== Information provided
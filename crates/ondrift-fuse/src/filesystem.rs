//! FUSE filesystem implementation.
//!
//! Implements `fuser::Filesystem` trait for OnDrift, handling all FUSE operations
//! including file I/O, directory operations, and metadata management.

use std::{
    collections::HashMap,
    ffi::{c_int, OsStr},
    sync::{
        atomic::{AtomicU64, Ordering},
        Arc,
    },
    time::{Duration, SystemTime},
};

use fuser::{
    FileType, Filesystem, KernelConfig, ReplyAttr, ReplyCreate, ReplyData, ReplyDirectory,
    ReplyEmpty, ReplyEntry, ReplyOpen, ReplyStatfs, ReplyWrite, ReplyXattr, Request, TimeOrNow,
};
use ondrift_store::{store::MetaStore, SledStateRepository};
use ondrift_core::{
    config::FuseConfig,
    domain::{
        newtypes::{RemoteId, RemotePath, SyncPath},
        sync_item::{ItemState, SyncItem},
        UniqueId,
    },
    ports::{IStateRepository, ItemFilter},
};
use ondrift_sync::{UploadManager, UploadOutcome, UploadRequest};
use tokio::runtime::Handle;
use tracing::{debug, warn};

use crate::{
    cache::ContentCache,
    dehydration::DehydrationManager,
    hydration::{HydrationManager, HydrationPriority},
    inode::InodeTable,
    inode_entry::{InodeEntry, InodeNumber},
    write_serializer::{WriteSerializer, WriteSerializerHandle},
    xattr,
};

/// TTL for FUSE attribute caching (1 second).
///
/// This duration controls how long the kernel caches file attributes
/// before re-querying the filesystem. A short TTL ensures timely
/// reflection of remote changes while reducing syscall overhead.
const TTL: Duration = Duration::from_secs(1);

/// FUSE open flag indicating the kernel should keep cached data.
///
/// When set in the reply to open/opendir, this flag tells the kernel
/// that file data cached from a previous open is still valid and can
/// be reused. This improves performance by avoiding unnecessary reads.
const FOPEN_KEEP_CACHE: u32 = 1 << 1;

/// Maximum filename length in bytes (POSIX NAME_MAX).
///
/// Used for T098 input validation - file names exceeding this limit
/// will result in ENAMETOOLONG.
const NAME_MAX: usize = 255;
====
**Description of the task**.
Return the data exactly. Include every record.

**Problem solution**.
filename crates/ondrift-fuse/src/filesystem.rs
//! FUSE filesystem implementation.
//!
//! Implements `fuser::Filesystem` trait for OnDrift, handling all FUSE operations
//! including file I/O, directory operations, and metadata management.

use std::{
    collections::HashMap,
    ffi::{c_int, OsStr},
    sync::{
        atomic::{AtomicU64, Ordering},
        Arc,
    },
    time::{Duration, SystemTime},
};

use fuser::{
    FileType, Filesystem, KernelConfig, ReplyAttr, ReplyCreate, ReplyData, ReplyDirectory,
    ReplyEmpty, ReplyEntry, ReplyOpen, ReplyStatfs, ReplyWrite, ReplyXattr, Request, TimeOrNow,
};
use ondrift_store::{store::MetaStore, SledStateRepository};
use ondrift_core::{
    config::FuseConfig,
    domain::{
        newtypes::{RemoteId, RemotePath, SyncPath},
        sync_item::{ItemState, SyncItem},
        UniqueId,
    },
    ports::{IStateRepository, ItemFilter},
};
use ondrift_sync::{UploadManager, UploadOutcome, UploadRequest};
use tokio::runtime::Handle;
use tracing::{debug, warn};

use crate::{
    cache::ContentCache,
    dehydration::DehydrationManager,
    hydration::{HydrationManager, HydrationPriority},
    inode::InodeTable,
    inode_entry::{InodeEntry, InodeNumber},
    write_serializer::{WriteSerializer, WriteSerializerHandle},
    xattr,
};

/// TTL for FUSE attribute caching (1 second).
///
/// This duration controls how long the kernel caches file attributes
/// before re-querying the filesystem. A short TTL ensures timely
/// reflection of remote changes while reducing syscall overhead.
const TTL: Duration = Duration::from_secs(1);

/// FUSE open flag indicating the kernel should keep cached data.
///
/// When set in the reply to open/opendir, this flag tells the kernel
/// that file data cached from a previous open is still valid and can
/// be reused. This improves performance by avoiding unnecessary reads.
const FOPEN_KEEP_CACHE: u32 = 1 << 1;

/// Maximum filename length in bytes (POSIX NAME_MAX).
///
/// Used for T098 input validation - file names exceeding this limit
/// will result in ENAMETOOLONG.
const NAME_MAX: usize = 255;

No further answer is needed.